Task to carry out:
Which lines below contain "notifications"? Copy every one of them.

──────── Source records

use serde::Serialize;
use serde::de::DeserializeOwned;
use tokio::sync::{Notify, oneshot};
use tokio::task::{AbortHandle, JoinHandle};
use tracing::{debug, error, info, instrument, warn};
use uuid::Uuid;

use crate::clock::{Clock, SystemClock};
use crate::context::ProcessContext;
use crate::error::{Result, RuntimeError};
use crate::persistence::{InstanceRecord, Persistence};
use crate::process::Process;
use crate::query::QueryRegistry;
use crate::types::InstanceStatus;

pub(crate) fn lock<T>(mutex: &Mutex<T>) -> MutexGuard<'_, T> {
    mutex.lock().unwrap_or_else(PoisonError::into_inner)
}

/// In-memory handles of an instance executing in this runtime.
#[derive(Clone, Default)]
pub(crate) struct LiveInstance {
    pub(crate) signals: Arc<Notify>,
    pub(crate) queries: QueryRegistry,
}

/// Final record of a run, detached from the run's result.
#[derive(Debug, Clone, PartialEq)]
pub(crate) struct Completion {
    pub(crate) status: InstanceStatus,
    pub(crate) output: Option<Vec<u8>>,
    pub(crate) error: Option<String>,
}

impl Completion {
    pub(crate) fn of<T: Serialize>(result: &Result<T>) -> Result<Self> {
        Ok(match result {
            Ok(output) => Self {
                status: InstanceStatus::Completed,
                output: Some(serde_json::to_vec(output)?),
                error: None,
            },
            Err(e) => Self {
                status: InstanceStatus::Failed,
                output: None,
                error: Some(e.to_string()),
            },
        })
    }
}

/// State shared by the runtime and every process context it creates.
pub(crate) struct RuntimeShared {
    pub(crate) persistence: Arc<dyn Persistence>,
    pub(crate) clock: Arc<dyn Clock>,
    pub(crate) signal_poll_interval: Option<Duration>,
    live: Mutex<HashMap<String, LiveInstance>>,
}

impl RuntimeShared {
    /// Mark an id as executing. `None` if it already is.
    pub(crate) fn claim(&self, instance_id: &str) -> Option<LiveInstance> {
        let mut live = lock(&self.live);
        if live.contains_key(instance_id) {
            return None;
        }
        let instance = LiveInstance::default();
        live.insert(instance_id.to_string(), instance.clone());
        Some(instance)
    }

    pub(crate) fn release(&self, instance_id: &str) {
        lock(&self.live).remove(instance_id);
    }

    pub(crate) fn live_instance(&self, instance_id: &str) -> Option<LiveInstance> {
        lock(&self.live).get(instance_id).cloned()
    }

    /// Record the final outcome of an instance.
    pub(crate) async fn finish(&self, instance_id: &str, completion: Completion) -> Result<()> {
        self.persistence
            .complete_instance(
                instance_id,
                completion.status,
                completion.output.as_deref(),
                completion.error.as_deref(),
                self.clock.now(),
            )
            .await
    }

    /// Delete a finished instance and the children it spawned.
    pub(crate) async fn purge(&self, instance_id: &str) -> Result<()> {
        let children: Vec<String> = self
            .persistence
            .list_instances(None)
            .await?
            .into_iter()
            .filter(|r| r.parent_id.as_deref() == Some(instance_id))
            .map(|r| r.instance_id)
            .collect();
        for child in children {
            self.persistence.delete_instance(&child).await?;
        }
        self.persistence.delete_instance(instance_id).await
    }
}

/// Builder for creating a [`Runtime`].
pub struct RuntimeBuilder {
    persistence: Option<Arc<dyn Persistence>>,
    clock: Arc<dyn Clock>,
    signal_poll_interval: Option<Duration>,
}

impl std::fmt::Debug for RuntimeBuilder {
    fn fmt(&self, f: &mut std::fmt::Formatter<'_>) -> std::fmt::Result {
        f.debug_struct("RuntimeBuilder")
            .field("persistence", &self.persistence.as_ref().map(|_| "..."))
            .field("signal_poll_interval", &self.signal_poll_interval)
            .finish()
    }
}

impl Default for RuntimeBuilder {
    fn default() -> Self {
        Self {
            persistence: None,
            clock: Arc::new(SystemClock),
            signal_poll_interval: None,
        }
    }
}
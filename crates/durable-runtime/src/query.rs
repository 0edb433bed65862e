// Copyright (C) 2025 SyncMyOrders Sp. z o.o.
// SPDX-License-Identifier: AGPL-3.0-or-later
//! Read-only query handlers registered by a live instance.

use std::collections::HashMap;
use std::sync::{Arc, PoisonError, RwLock};

use serde_json::Value;

use crate::error::{Result, RuntimeError};

/// Query callback. Must only read state.
pub type QueryHandler = Arc<dyn Fn() -> Result<Value> + Send + Sync>;

/// Named query handlers of one instance.
#[derive(Clone, Default)]
pub struct QueryRegistry {
    handlers: Arc<RwLock<HashMap<String, QueryHandler>>>,
}

impl QueryRegistry {
    pub fn new() -> Self {
        Self::default()
    }

    /// Register a handler. A name can be registered once per instance.
    pub fn register(&self, name: &str, handler: QueryHandler) -> Result<()> {
        let mut handlers = self
            .handlers
            .write()
            .unwrap_or_else(PoisonError::into_inner);
        if handlers.contains_key(name) {
            return Err(RuntimeError::QueryHandlerExists {
                name: name.to_string(),
            });
        }
        handlers.insert(name.to_string(), handler);
        Ok(())
    }

    /// Evaluate a handler. Returns `None` when no handler has that name.
    pub fn evaluate(&self, name: &str) -> Option<Result<Value>> {
        let handler = self
            .handlers
            .read()
            .unwrap_or_else(PoisonError::into_inner)
            .get(name)
            .cloned()?;
        Some(handler())
    }
}
//! The transport callback seam.
//!
//! The controller never holds transport-specific handles.  It identifies a
//! goal by its opaque [`GoalId`] and tells a [`GoalReporter`] what happened;
//! the transport (an action server, a bus bridge, a test probe) decides how
//! to deliver that to the remote caller.
//!
//! Callbacks are invoked from the controller's command path or from the
//! monitor task, never while the goal lock is held.  They are serialized per
//! controller, so they must not block and must not call back into the
//! controller.

use grasp_types::{GoalId, GoalOutcome, GraspEvent, GraspPayload};
use tracing::warn;

use crate::bus::EventBus;

/// Progress of an executing goal, borrowed from the monitor's buffers.
#[derive(Debug, Clone, Copy)]
pub struct GraspFeedback<'a> {
    /// Joint angles sampled on this tick, indexed by the joint set.
    pub angles: &'a [f32],
    /// Largest absolute distance of any joint from its target.
    pub max_error: f32,
    /// Joints that did not move on this tick.
    pub stalled_joints: usize,
}

/// Receives goal lifecycle notifications from the controller.
///
/// `finished` is called exactly once for every goal that `accepted` was
/// called for.
pub trait GoalReporter: Send + Sync {
    fn accepted(&self, _goal: GoalId, _target: &[f32]) {}

    fn feedback(&self, _goal: GoalId, _feedback: &GraspFeedback<'_>) {}

    fn finished(&self, goal: GoalId, outcome: GoalOutcome);
}

/// A reporter that drops every notification.
#[derive(Debug, Default, Clone, Copy)]
pub struct NullReporter;

impl GoalReporter for NullReporter {
    fn finished(&self, _goal: GoalId, _outcome: GoalOutcome) {}
}

/// Forwards goal notifications onto an [`EventBus`] as [`GraspEvent`]s.
#[derive(Debug, Clone)]
pub struct BusReporter {
    bus: EventBus,
    source: String,
    forward_feedback: bool,
}

impl BusReporter {
    pub fn new(bus: EventBus) -> Self {
        Self {
            bus,
            source: "grasp-control".to_string(),
            forward_feedback: true,
        }
    }

    /// Disable per-tick feedback events (acceptance and results still flow).
    pub fn without_feedback(mut self) -> Self {
        self.forward_feedback = false;
        self
    }

    fn emit(&self, goal: GoalId, payload: GraspPayload) {
        let event = GraspEvent::new(self.source.clone(), goal, payload);
        if let Err(e) = self.bus.publish(event) {
            warn!(goal = %goal, error = %e, "failed to publish grasp event");
        }
    }
}

impl GoalReporter for BusReporter {
    fn accepted(&self, goal: GoalId, target: &[f32]) {
        self.emit(
            goal,
            GraspPayload::Accepted {
                target: target.to_vec(),
            },
        );
    }

    fn feedback(&self, goal: GoalId, feedback: &GraspFeedback<'_>) {
        if !self.forward_feedback {
            return;
        }
        self.emit(
            goal,
            GraspPayload::Feedback {
                angles: feedback.angles.to_vec(),
                max_error: feedback.max_error,
                stalled_joints: feedback.stalled_joints,
            },
        );
    }

    fn finished(&self, goal: GoalId, outcome: GoalOutcome) {
        self.emit(goal, GraspPayload::Finished(outcome));
    }
}

#[cfg(test)]
mod tests {
    use super::*;
    use crate::bus::Topic;
    use grasp_types::CompletionReason;

    #[tokio::test]
    async fn bus_reporter_publishes_lifecycle() -> Result<(), Box<dyn std::error::Error>> {
        let bus = EventBus::default();
        let mut goals = bus.subscribe_to(Topic::Goals);
        let mut feedback = bus.subscribe_to(Topic::Feedback);
        let mut results = bus.subscribe_to(Topic::Results);
        let reporter = BusReporter::new(bus.clone());
        let goal = GoalId::new();

        reporter.accepted(goal, &[0.0, 0.5]);
        reporter.feedback(
            goal,
            &GraspFeedback {
                angles: &[0.1, 0.4],
                max_error: 0.1,
                stalled_joints: 1,
            },
        );
        reporter.finished(goal, GoalOutcome::Succeeded(CompletionReason::GoalReached));

        match goals.recv().await?.payload {
            GraspPayload::Accepted { target } => assert_eq!(target, vec![0.0, 0.5]),
            other => panic!("unexpected payload {other:?}"),
        }
        match feedback.recv().await?.payload {
            GraspPayload::Feedback { stalled_joints, .. } => assert_eq!(stalled_joints, 1),
            other => panic!("unexpected payload {other:?}"),
        }
        let done = results.recv().await?;
        assert_eq!(done.goal, goal);
        assert_eq!(done.source, "grasp-control");
        assert!(matches!(
            done.payload,
            GraspPayload::Finished(GoalOutcome::Succeeded(CompletionReason::GoalReached))
        ));
        Ok(())
    }

    #[tokio::test]
    async fn feedback_can_be_disabled() {
        let bus = EventBus::default();
        let mut feedback = bus.subscribe_to(Topic::Feedback);
        let reporter = BusReporter::new(bus.clone()).without_feedback();
        reporter.feedback(
            GoalId::new(),
            &GraspFeedback {
                angles: &[0.0],
                max_error: 0.0,
                stalled_joints: 0,
            },
        );
        assert!(feedback.try_recv().is_err());
    }
}
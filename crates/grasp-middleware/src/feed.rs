//! Inbound joint-state feed.
//!
//! [`JointStateFeed`] drains [`JointStateSample`]s from an mpsc channel (fed
//! by whatever subscription delivers joint states: a ROS topic bridge, a CAN
//! reader, a simulator) into a [`SensorMirror`].  Arrival jitter does not
//! matter; the mirror only keeps the newest sample per joint.
//!
//! This is the entry point for an external joint-state subscriber.  In-process
//! drivers such as `SimGripper` write to the mirror directly and do not go
//! through a feed.

use std::sync::Arc;

use grasp_hal::{JointStateSample, SensorMirror};
use tokio::sync::mpsc;
use tokio::task::JoinHandle;
use tokio_util::sync::CancellationToken;
use tracing::{debug, info};

/// Background task copying joint-state samples into a [`SensorMirror`].
pub struct JointStateFeed {
    cancel: CancellationToken,
    handle: JoinHandle<u64>,
}

impl JointStateFeed {
    /// Spawn the feed task on the current tokio runtime.
    ///
    /// The task ends when the sender side is dropped or [`stop`][Self::stop]
    /// is called.
    pub fn spawn(mut rx: mpsc::Receiver<JointStateSample>, mirror: Arc<SensorMirror>) -> Self {
        let cancel = CancellationToken::new();
        let token = cancel.clone();
        let handle = tokio::spawn(async move {
            let mut ingested = 0u64;
            loop {
                tokio::select! {
                    _ = token.cancelled() => break,
                    sample = rx.recv() => match sample {
                        Some(sample) => {
                            let updated = mirror.ingest(&sample);
                            debug!(updated, "joint state ingested");
                            ingested += 1;
                        }
                        None => break,
                    },
                }
            }
            info!(ingested, "joint state feed stopped");
            ingested
        });
        Self { cancel, handle }
    }

    /// Stop the task and return how many samples it ingested.
    pub async fn stop(self) -> u64 {
        self.cancel.cancel();
        self.handle.await.unwrap_or(0)
    }
}
//! [`JointCommandSink`] – the actuator output seam.
//!
//! The controller never talks to a motor driver directly.  While a goal is
//! executing it hands the target vector to a sink at a fixed publish rate;
//! drivers (a joint-control topic publisher, a serial bus, the
//! [`SimGripper`][crate::sim::SimGripper]) implement this trait.

use grasp_types::{GraspError, JointSet};

/// Accepts position targets for the gripper joints.
///
/// `target` is indexed by `joints`; the two always have the same length when
/// called by the controller.  Implementations are shared across tasks, so
/// `publish` takes `&self` and drivers keep any mutable state behind their
/// own synchronisation.
pub trait JointCommandSink: Send + Sync {
    /// Send one target-position command to the actuator driver.
    ///
    /// # Errors
    ///
    /// Returns [`GraspError::ActuatorFault`] if the command cannot be
    /// delivered.  The controller logs the fault and retries on the next
    /// publish tick.
    fn publish(&self, joints: &JointSet, target: &[f32]) -> Result<(), GraspError>;
}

────────────────

Task answer:
/// Receives goal lifecycle notifications from the controller.
/// Forwards goal notifications onto an [`EventBus`] as [`GraspEvent`]s.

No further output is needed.